Which lines below fall between the one containing "for path in" and the one containing "Err(err) if err_is_stdout(&err)"? Repeat them exactly, counting both of those lines, and add nothing else.

Records from a data source:

======

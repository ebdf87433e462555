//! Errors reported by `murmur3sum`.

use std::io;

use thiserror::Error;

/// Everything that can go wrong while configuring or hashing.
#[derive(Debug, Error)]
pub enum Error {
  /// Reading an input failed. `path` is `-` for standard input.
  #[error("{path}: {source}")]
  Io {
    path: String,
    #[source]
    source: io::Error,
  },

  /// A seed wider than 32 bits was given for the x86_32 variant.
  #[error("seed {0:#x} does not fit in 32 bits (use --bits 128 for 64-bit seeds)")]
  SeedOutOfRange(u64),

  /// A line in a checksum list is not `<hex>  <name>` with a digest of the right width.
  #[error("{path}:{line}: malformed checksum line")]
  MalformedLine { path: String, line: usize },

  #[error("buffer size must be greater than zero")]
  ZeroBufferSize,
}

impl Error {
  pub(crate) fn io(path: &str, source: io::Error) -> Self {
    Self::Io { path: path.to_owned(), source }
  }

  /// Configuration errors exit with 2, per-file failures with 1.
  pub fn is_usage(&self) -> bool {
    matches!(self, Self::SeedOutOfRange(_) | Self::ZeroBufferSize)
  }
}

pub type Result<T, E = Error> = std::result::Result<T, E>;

======

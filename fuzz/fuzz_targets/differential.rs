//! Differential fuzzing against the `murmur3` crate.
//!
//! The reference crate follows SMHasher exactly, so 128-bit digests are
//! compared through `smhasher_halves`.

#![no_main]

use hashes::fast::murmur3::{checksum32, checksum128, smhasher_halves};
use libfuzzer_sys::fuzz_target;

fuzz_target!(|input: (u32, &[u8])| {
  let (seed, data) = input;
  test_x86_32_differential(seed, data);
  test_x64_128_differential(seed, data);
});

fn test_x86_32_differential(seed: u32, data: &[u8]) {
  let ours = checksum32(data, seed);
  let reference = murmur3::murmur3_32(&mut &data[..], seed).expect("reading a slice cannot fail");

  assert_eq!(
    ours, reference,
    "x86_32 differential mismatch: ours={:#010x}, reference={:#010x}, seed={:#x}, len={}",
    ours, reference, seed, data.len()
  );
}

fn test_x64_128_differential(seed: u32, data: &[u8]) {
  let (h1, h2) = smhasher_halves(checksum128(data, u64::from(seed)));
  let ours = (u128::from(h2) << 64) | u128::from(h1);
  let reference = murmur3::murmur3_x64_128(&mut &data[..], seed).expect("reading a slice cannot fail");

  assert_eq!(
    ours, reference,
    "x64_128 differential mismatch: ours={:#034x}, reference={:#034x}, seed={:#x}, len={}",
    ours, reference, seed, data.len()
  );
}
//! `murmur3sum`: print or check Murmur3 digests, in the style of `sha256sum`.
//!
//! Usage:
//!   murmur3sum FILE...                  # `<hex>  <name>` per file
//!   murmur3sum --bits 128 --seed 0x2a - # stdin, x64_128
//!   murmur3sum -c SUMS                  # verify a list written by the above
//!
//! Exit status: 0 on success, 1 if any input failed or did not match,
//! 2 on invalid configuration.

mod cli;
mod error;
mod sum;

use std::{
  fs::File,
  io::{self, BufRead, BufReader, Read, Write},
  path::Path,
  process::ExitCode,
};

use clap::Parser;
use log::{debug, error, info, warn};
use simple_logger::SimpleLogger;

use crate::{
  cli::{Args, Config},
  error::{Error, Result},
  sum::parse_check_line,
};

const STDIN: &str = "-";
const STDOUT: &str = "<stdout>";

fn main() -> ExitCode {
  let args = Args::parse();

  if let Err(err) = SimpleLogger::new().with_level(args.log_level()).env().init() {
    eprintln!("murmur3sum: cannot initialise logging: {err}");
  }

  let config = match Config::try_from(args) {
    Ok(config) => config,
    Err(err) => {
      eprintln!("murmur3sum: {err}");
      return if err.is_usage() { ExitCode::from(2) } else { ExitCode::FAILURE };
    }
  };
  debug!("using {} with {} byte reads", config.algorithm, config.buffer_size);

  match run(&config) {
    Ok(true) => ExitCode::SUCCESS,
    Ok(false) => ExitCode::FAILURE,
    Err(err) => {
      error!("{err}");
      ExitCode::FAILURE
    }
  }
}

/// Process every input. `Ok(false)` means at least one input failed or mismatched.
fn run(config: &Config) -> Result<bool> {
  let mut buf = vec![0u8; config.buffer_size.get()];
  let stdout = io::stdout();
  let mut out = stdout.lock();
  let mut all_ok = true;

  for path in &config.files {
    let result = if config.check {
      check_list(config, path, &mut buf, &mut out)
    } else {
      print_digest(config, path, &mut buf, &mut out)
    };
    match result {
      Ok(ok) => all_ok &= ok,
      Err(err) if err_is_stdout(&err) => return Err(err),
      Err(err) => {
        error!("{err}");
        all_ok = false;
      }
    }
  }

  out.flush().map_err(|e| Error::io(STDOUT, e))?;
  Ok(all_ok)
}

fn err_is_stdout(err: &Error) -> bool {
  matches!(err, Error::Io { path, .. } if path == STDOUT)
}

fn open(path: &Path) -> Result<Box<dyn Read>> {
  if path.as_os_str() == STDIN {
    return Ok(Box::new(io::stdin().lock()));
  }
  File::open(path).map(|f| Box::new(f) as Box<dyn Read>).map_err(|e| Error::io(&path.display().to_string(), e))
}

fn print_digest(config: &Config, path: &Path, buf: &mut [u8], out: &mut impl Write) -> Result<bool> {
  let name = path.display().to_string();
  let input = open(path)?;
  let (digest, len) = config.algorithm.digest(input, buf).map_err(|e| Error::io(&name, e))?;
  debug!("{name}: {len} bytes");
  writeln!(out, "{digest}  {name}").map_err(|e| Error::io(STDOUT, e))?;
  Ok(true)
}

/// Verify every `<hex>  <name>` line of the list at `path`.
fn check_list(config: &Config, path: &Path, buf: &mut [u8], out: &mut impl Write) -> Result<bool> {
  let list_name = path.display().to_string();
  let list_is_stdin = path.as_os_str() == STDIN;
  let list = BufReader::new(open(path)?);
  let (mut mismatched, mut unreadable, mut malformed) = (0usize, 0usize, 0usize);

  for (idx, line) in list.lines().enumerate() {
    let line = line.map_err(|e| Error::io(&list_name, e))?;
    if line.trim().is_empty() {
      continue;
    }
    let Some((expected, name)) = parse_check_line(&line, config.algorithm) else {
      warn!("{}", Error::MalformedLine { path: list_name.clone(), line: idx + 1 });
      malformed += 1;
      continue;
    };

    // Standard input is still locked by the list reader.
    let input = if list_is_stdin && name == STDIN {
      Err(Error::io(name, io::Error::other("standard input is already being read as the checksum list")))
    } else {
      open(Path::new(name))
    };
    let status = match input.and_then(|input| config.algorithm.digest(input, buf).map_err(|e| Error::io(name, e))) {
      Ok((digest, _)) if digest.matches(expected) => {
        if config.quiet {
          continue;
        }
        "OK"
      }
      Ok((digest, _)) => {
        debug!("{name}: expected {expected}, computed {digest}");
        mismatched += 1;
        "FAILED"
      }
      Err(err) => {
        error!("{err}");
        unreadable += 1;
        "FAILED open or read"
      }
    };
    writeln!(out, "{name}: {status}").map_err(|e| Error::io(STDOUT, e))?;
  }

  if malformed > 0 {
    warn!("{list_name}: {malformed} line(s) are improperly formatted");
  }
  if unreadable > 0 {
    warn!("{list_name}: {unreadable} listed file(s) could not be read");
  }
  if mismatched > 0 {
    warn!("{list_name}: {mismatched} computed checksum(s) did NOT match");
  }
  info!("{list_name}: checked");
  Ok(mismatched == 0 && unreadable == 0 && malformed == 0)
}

======

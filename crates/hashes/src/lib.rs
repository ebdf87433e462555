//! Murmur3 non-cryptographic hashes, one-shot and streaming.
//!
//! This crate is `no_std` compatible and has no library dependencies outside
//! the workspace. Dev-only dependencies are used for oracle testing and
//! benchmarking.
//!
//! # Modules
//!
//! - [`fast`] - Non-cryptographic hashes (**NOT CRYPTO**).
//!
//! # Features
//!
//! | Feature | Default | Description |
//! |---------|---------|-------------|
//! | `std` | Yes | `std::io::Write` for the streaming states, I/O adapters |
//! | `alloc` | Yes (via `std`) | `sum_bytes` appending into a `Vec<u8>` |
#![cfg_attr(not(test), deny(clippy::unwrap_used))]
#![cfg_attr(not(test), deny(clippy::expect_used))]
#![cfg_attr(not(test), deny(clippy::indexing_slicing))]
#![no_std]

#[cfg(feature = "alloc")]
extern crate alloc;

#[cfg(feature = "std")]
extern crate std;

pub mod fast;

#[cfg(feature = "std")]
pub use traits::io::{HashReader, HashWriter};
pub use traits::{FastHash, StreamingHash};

======

Task output =
  for path in &config.files {
    let result = if config.check {
      check_list(config, path, &mut buf, &mut out)
    } else {
      print_digest(config, path, &mut buf, &mut out)
    };
    match result {
      Ok(ok) => all_ok &= ok,
      Err(err) if err_is_stdout(&err) => return Err(err),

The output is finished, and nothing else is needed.